Without adjustment, Baker Hughes’s income statement reports net income of $105.4 million in 1995, $176.4 million in 1996, and $97.0 million in 1997. The impression obtained is a company with a volatile earnings stream and no apparent growth. However, the complete adjustment for nonrecurring items conveys quite a different message.
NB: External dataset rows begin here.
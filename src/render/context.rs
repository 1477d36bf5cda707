use anyhow::Result;
use bitflags::bitflags;
use clap::ValueEnum;
use glam::Vec2;
use serde::{Deserialize, Serialize};

use crate::camera::PerspectiveCamera;
use crate::scene::Scene;

bitflags! {
    /// Frame passes a graphics context can execute besides a direct draw
    #[derive(Debug, Clone, Copy, PartialEq, Eq, Hash)]
    pub struct Capabilities: u32 {
        /// Jittered accumulation into a float target
        const ACCUMULATE = 1 << 0;
        /// Compute-shader post-processing (AO, DOF, FXAA)
        const POST_PROCESS = 1 << 1;
    }
}

bitflags! {
    #[derive(Debug, Clone, Copy, PartialEq, Eq, Hash, Default)]
    pub struct PostProcessPasses: u32 {
        const AMBIENT_OCCLUSION = 1 << 0;
        const DEPTH_OF_FIELD = 1 << 1;
        const FXAA = 1 << 2;
    }
}

/// Rendering backend selected at start-up
#[derive(Debug, Clone, Copy, PartialEq, Eq, Hash, Default, ValueEnum, Serialize, Deserialize)]
pub enum Backend {
    /// Raster-only pipeline on GL adapters, paired with progressive accumulation
    #[value(name = "webgl")]
    #[serde(rename = "webgl")]
    Raster,
    /// Raster plus compute post-processing on the primary native API
    #[default]
    #[value(name = "webgpu")]
    #[serde(rename = "webgpu")]
    Hybrid,
    /// Hybrid pipeline forced onto GL adapters; compute may be missing
    #[value(name = "webgpu-forcewebgl")]
    #[serde(rename = "webgpu-forcewebgl")]
    HybridForcedGl,
}

impl Backend {
    pub fn renderer_name(self) -> &'static str {
        match self {
            Backend::Raster => "RasterRenderer",
            Backend::Hybrid | Backend::HybridForcedGl => "HybridRenderer",
        }
    }

    pub fn wgpu_backends(self) -> wgpu::Backends {
        match self {
            Backend::Raster | Backend::HybridForcedGl => wgpu::Backends::GL,
            Backend::Hybrid => wgpu::Backends::PRIMARY,
        }
    }
}

/// What a context reports about itself for status lines
#[derive(Debug, Clone, PartialEq, Eq)]
pub struct ContextInfo {
    pub backend: Backend,
    /// Graphics API actually in use, e.g. "Vulkan" or "Gl"
    pub api: String,
    pub adapter: String,
}

impl ContextInfo {
    pub fn label(&self) -> String {
        match self.backend {
            Backend::Raster => self.backend.renderer_name().to_string(),
            Backend::Hybrid | Backend::HybridForcedGl => {
                format!("{} ({})", self.backend.renderer_name(), self.api)
            }
        }
    }
}

/// Parameters of one post-processing frame
#[derive(Debug, Clone, Copy, PartialEq)]
pub struct PostProcessParams {
    pub passes: PostProcessPasses,
    pub ao_radius: f32,
    pub ao_intensity: f32,
    pub ao_distance_exponent: f32,
    pub ao_thickness: f32,
    pub dof_focus_distance: f32,
    pub dof_aperture: f32,
    pub near: f32,
    pub far: f32,
}

/// How a context turns the scene into the next frame
#[derive(Debug, Clone, Copy, PartialEq)]
pub enum FramePass {
    /// Plain lit draw, tonemapped straight to the frame
    Direct,
    PostProcess(PostProcessParams),
    /// Adds one jittered sample to the accumulation target and shows the running mean.
    /// `sample_index` 0 restarts the accumulation.
    Accumulate { sample_index: u32, jitter: Vec2 },
    /// Shows the accumulation target without adding a sample
    ShowAccumulated,
}

/// GPU-facing half of the renderer.
///
/// Implemented by [`crate::render::WgpuContext`]; tests substitute a recording
/// context so renderer and effects logic can run without a device.
pub trait GraphicsContext {
    fn info(&self) -> &ContextInfo;
    fn capabilities(&self) -> Capabilities;
    fn set_size(&mut self, width: u32, height: u32);
    fn size(&self) -> (u32, u32);
    fn draw(&mut self, scene: &Scene, camera: &PerspectiveCamera, pass: &FramePass) -> Result<()>;
}

#[cfg(test)]
mod tests {
    use super::*;

    fn info(backend: Backend) -> ContextInfo {
        ContextInfo {
            backend,
            api: "Gl".into(),
            adapter: "test".into(),
        }
    }

    #[test]
    fn labels_name_the_api_for_hybrid_backends() {
        assert_eq!(info(Backend::Raster).label(), "RasterRenderer");
        assert_eq!(info(Backend::HybridForcedGl).label(), "HybridRenderer (Gl)");
    }

    #[test]
    fn backend_names_match_command_line_values() {
        assert_eq!(Backend::from_str("webgpu-forcewebgl", false), Ok(Backend::HybridForcedGl));
        assert_eq!(serde_json::to_string(&Backend::Raster).unwrap(), "\"webgl\"");
    }

    #[test]
    fn forced_gl_uses_gl_adapters() {
        assert_eq!(Backend::HybridForcedGl.wgpu_backends(), wgpu::Backends::GL);
        assert_eq!(Backend::Hybrid.wgpu_backends(), wgpu::Backends::PRIMARY);
    }
}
After restatement, sustainable earnings amount to $97.4 million in 1995, $158.6 million in 1996, and $241.3 million in 1997. This suggests that profits are in fact growing, though acquisitions have contributed to this result.
It should be clear that the number and magnitude of nonrecurring items identified in the Baker Hughes annual report caused its unanalyzed earnings data to be unreliable indicators of profit performance. Without the comprehensive identification of nonrecurring items and the development of the SEB
worksheet, the company’s three-year operating performance is virtually impossible to discern. The efficient search sequence for identifying nonrecurring items in Exhibit 2.3 was based on the experience of the authors supported by a large-scale study of nonrecurring items by H. Choi. While the recommended search sequence may not be equally effective in all cases, Exhibit 2.37 demonstrates that most of Baker Hughes’s nonrecurring items could be located by employing only steps 1 to 5, a sequence that is very cost-effective. In fact, 92% of all material nonrecurring items were located through the first four steps of the search sequence. Further, locating these items requires reading very little text, and the nonrecurring items are generally set out prominently in either statements or schedules.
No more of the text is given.